(Stored items)
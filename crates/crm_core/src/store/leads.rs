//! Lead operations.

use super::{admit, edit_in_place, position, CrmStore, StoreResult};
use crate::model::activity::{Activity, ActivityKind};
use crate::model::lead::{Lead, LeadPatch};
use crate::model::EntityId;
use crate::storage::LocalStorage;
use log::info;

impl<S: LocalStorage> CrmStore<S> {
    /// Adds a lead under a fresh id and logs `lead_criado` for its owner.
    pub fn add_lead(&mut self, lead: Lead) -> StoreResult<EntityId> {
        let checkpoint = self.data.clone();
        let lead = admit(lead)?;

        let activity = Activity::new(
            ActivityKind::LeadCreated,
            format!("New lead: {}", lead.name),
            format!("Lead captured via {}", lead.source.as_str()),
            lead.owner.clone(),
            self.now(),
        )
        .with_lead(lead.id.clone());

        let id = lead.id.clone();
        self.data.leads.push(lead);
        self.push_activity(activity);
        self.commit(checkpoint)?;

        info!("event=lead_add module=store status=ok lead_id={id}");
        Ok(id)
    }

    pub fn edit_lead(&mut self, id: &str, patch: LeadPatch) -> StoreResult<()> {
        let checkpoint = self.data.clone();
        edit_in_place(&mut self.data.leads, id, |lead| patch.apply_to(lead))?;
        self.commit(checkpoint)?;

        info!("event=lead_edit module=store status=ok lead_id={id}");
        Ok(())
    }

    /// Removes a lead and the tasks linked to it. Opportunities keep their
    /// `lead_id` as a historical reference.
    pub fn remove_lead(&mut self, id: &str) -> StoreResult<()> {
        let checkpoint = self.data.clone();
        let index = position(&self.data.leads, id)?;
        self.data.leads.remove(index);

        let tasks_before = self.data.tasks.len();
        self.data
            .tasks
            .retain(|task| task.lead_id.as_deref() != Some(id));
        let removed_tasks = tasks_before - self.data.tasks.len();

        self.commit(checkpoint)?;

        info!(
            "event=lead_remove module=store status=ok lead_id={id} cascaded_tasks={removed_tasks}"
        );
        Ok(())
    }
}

[Task directions]
Only exact copies of the lines from the one containing "edit_in_place(&mut self.data.leads, id, |lead|" to the end of the records belong in the answer.

[Answer section]
        edit_in_place(&mut self.data.leads, id, |lead| patch.apply_to(lead))?;
        self.commit(checkpoint)?;

        info!("event=lead_edit module=store status=ok lead_id={id}");
        Ok(())
    }

    /// Removes a lead and the tasks linked to it. Opportunities keep their
    /// `lead_id` as a historical reference.
    pub fn remove_lead(&mut self, id: &str) -> StoreResult<()> {
        let checkpoint = self.data.clone();
        let index = position(&self.data.leads, id)?;
        self.data.leads.remove(index);

        let tasks_before = self.data.tasks.len();
        self.data
            .tasks
            .retain(|task| task.lead_id.as_deref() != Some(id));
        let removed_tasks = tasks_before - self.data.tasks.len();

        self.commit(checkpoint)?;

        info!(
            "event=lead_remove module=store status=ok lead_id={id} cascaded_tasks={removed_tasks}"
        );
        Ok(())
    }
}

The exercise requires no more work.